Pedro Proença - Somos humanos e falíveis. Só vemos 80 por cento do que se passa no jogo. Pedir desculpa não serve para nada.

CM - Os comentadores televisivos passam-lhe ao lado?
Pedro Proença - Têm de passar, não há outra forma. Caso contrário, andava todos os dias a Xanax. Só dou importância às pessoas que me merecem importância.

CM - Passa mal a noite quando comete erros?
Pedro Proença - Já passei, quando era mais jovem. Agora não, pois tenho mais experiência. Entro sempre para falhar o menos possível.
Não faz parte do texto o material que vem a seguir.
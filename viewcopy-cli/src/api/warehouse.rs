//! Warehouse interface used by the migration
//!
//! The migration only needs four metadata operations. Keeping them behind a
//! trait lets the runner work against the BigQuery REST client in production
//! and an in-memory double in tests.

use anyhow::Result;
use async_trait::async_trait;

use super::models::{DatasetRef, Lookup, TableDefinition, TableListing, TableRef};

#[async_trait]
pub trait Warehouse: Send + Sync {
    /// List every table in a dataset, in the order the service returns them
    async fn list_tables(&self, dataset: &DatasetRef) -> Result<Vec<TableListing>>;

    /// Fetch a single table; a missing table is `Lookup::NotFound`, not an error
    async fn get_table(&self, table: &TableRef) -> Result<Lookup<TableDefinition>>;

    /// Create a view, failing if something already exists under that name
    async fn create_view(&self, table: &TableRef, query: &str) -> Result<()>;

    /// Create a view or overwrite the existing definition
    async fn create_or_replace_view(&self, table: &TableRef, query: &str) -> Result<()>;
}

/// Error returned by the warehouse API
#[derive(Debug, Clone)]
pub enum ApiError {
    /// The service answered with a non-success status
    Status {
        status: u16,
        message: String,
    },
    /// The target already exists (create without replace)
    AlreadyExists(String),
    /// The response body could not be understood
    InvalidResponse(String),
}

impl ApiError {
    /// Whether repeating the request may succeed
    pub fn is_retryable(&self) -> bool {
        match self {
            ApiError::Status { status, .. } => *status == 429 || *status >= 500,
            ApiError::AlreadyExists(_) | ApiError::InvalidResponse(_) => false,
        }
    }
}

impl std::fmt::Display for ApiError {
    fn fmt(&self, f: &mut std::fmt::Formatter<'_>) -> std::fmt::Result {
        match self {
            ApiError::Status { status, message } => {
                write!(f, "warehouse API returned HTTP {}: {}", status, message)
            }
            ApiError::AlreadyExists(name) => write!(f, "{} already exists", name),
            ApiError::InvalidResponse(msg) => write!(f, "invalid API response: {}", msg),
        }
    }
}

impl std::error::Error for ApiError {}
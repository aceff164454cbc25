//! Subcommand handlers and the flags they share

pub mod copy;
pub mod plan;

use anyhow::{Context, Result};
use clap::{Args, ValueEnum};
use serde::Serialize;
use std::path::PathBuf;

use crate::config::MigrationConfig;

#[derive(ValueEnum, Clone, Copy, Debug, Default, PartialEq, Eq)]
pub enum OutputFormat {
    /// Human-readable summary
    #[default]
    Text,
    /// Pretty-printed JSON
    Json,
}

/// Flags shared by `copy` and `plan`; each one overrides the config file
/// and the environment
#[derive(Args, Debug, Clone, Default)]
pub struct MigrationArgs {
    /// TOML config file
    #[arg(long, value_name = "PATH")]
    pub config: Option<PathBuf>,

    #[arg(long, value_name = "PROJECT")]
    pub source_project: Option<String>,

    #[arg(long, value_name = "DATASET")]
    pub source_dataset: Option<String>,

    /// Defaults to the source project
    #[arg(long, value_name = "PROJECT")]
    pub destination_project: Option<String>,

    #[arg(long, value_name = "DATASET")]
    pub destination_dataset: Option<String>,

    /// Where to write the DDL script
    #[arg(short, long, value_name = "PATH")]
    pub output: Option<PathBuf>,

    /// Create or replace views that already exist at the destination
    #[arg(long)]
    pub replace: bool,

    /// Write the DDL script without creating any view
    #[arg(long)]
    pub dry_run: bool,

    /// Also try to create views caught in a dependency cycle
    #[arg(long)]
    pub attempt_cyclic: bool,

    #[arg(long, value_enum, default_value_t = OutputFormat::Text)]
    pub format: OutputFormat,

    /// Disable colored output
    #[arg(long)]
    pub no_color: bool,
}

impl MigrationArgs {
    /// Overlay the flags that were given on `config`
    pub fn apply(&self, config: &mut MigrationConfig) {
        if let Some(project) = &self.source_project {
            config.source_project = project.clone();
        }
        if let Some(dataset) = &self.source_dataset {
            config.source_dataset = dataset.clone();
        }
        if let Some(project) = &self.destination_project {
            config.destination_project = Some(project.clone());
        }
        if let Some(dataset) = &self.destination_dataset {
            config.destination_dataset = dataset.clone();
        }
        if let Some(output) = &self.output {
            config.output = output.clone();
        }
        if self.replace {
            config.replace_existing = true;
        }
        if self.dry_run {
            config.execute = false;
        }
        if self.attempt_cyclic {
            config.attempt_cyclic = true;
        }
    }
}

/// Config file and environment, then the flags on top
fn resolve_config(args: &MigrationArgs) -> Result<MigrationConfig> {
    if args.no_color {
        colored::control::set_override(false);
    }
    let mut config = MigrationConfig::load(args.config.as_deref())?;
    args.apply(&mut config);
    Ok(config)
}

fn to_json<T: Serialize>(value: &T) -> Result<String> {
    serde_json::to_string_pretty(value).context("Failed to format JSON output")
}

#[cfg(test)]
mod tests {
    use super::*;

    #[test]
    fn test_flags_override_config() {
        let mut config = MigrationConfig {
            source_project: "from-file".to_string(),
            source_dataset: "analytics".to_string(),
            destination_dataset: "analytics_copy".to_string(),
            ..MigrationConfig::default()
        };
        let args = MigrationArgs {
            source_project: Some("from-flag".to_string()),
            destination_project: Some("elsewhere".to_string()),
            output: Some(PathBuf::from("out/ddl.sql")),
            dry_run: true,
            ..MigrationArgs::default()
        };

        args.apply(&mut config);

        assert_eq!(config.source().to_string(), "from-flag.analytics");
        assert_eq!(config.destination().to_string(), "elsewhere.analytics_copy");
        assert_eq!(config.output, PathBuf::from("out/ddl.sql"));
        assert!(!config.execute);
        assert!(!config.replace_existing);
    }

    #[test]
    fn test_absent_flags_keep_config() {
        let mut config = MigrationConfig {
            replace_existing: true,
            attempt_cyclic: true,
            ..MigrationConfig::default()
        };
        let before = config.clone();

        MigrationArgs::default().apply(&mut config);

        assert_eq!(config, before);
    }
}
CM - Costumam ‘chateá-lo’ no emprego pelos erros?
Pedro Proença - Felizmente tenho um cargo de destaque e as pessoas tratam--me de maneira diferente. Mas o futebol mexe com as pessoas. Há que aceitar o facto de não termos um papel simpático.

CM - Estuda os jogadores antes das partidas?
Pedro Proença - Fazemos um ‘scouting’ exaustivo. Faz parte da preparação. Serve para antecipar os cenários.

CM - Concorda com os cinco árbitros por jogo?
Pedro Proença - As pessoas não percebem a importância dos árbitros de baliza porque eles não fazem gestos, apenas comunicam. Mas ajudam muito. Uma vez não vi um penálti e o árbitro de baliza deu-me essa indicação.

CM - Concorda com a tecnologia na arbitragem?
Pedro Proença - Concordo com tudo o que eleve a verdade desportiva.

CM - Prefere a verdade desportiva ou conviver com a emoção do erro?
Pedro Proença - Prefiro a verdade desportiva.

CM - É mais difícil apitar o Benfica, o FC Porto ou o Sporting?
Pedro Proença - São todos difíceis pela força dos seu adeptos. Tudo depende da classificação e da expectativa das equipas no momento.

PERFIL
Pedro Proença Oliveira Alves Garcia nasceu em Lisboa há 40 anos, a 3 de Novembro de 1970. Árbitro desde 1988/1989, não pensa continuar neste ramo quando colocar um apito final na carreira, em 2016: "Já não tenho 20 anos. Agora tenho outras prioridades. Já chega". É solteiro e trabalha numa empresa de Gestão de Resíduos, como director financeiro. Ao ‘Correio Sport’ revelou que a sua viagem mais espectacular ao serviço do futebol teve como destino o Cazaquistão, num jogo com a Ucrânia, enquanto o campo mais difícil onde arbitrou foi em Braga, num encontro da II.ª Divisão. "Era um dérbi entre o Joane e o Famalicão. Foi muito intenso", lembrou.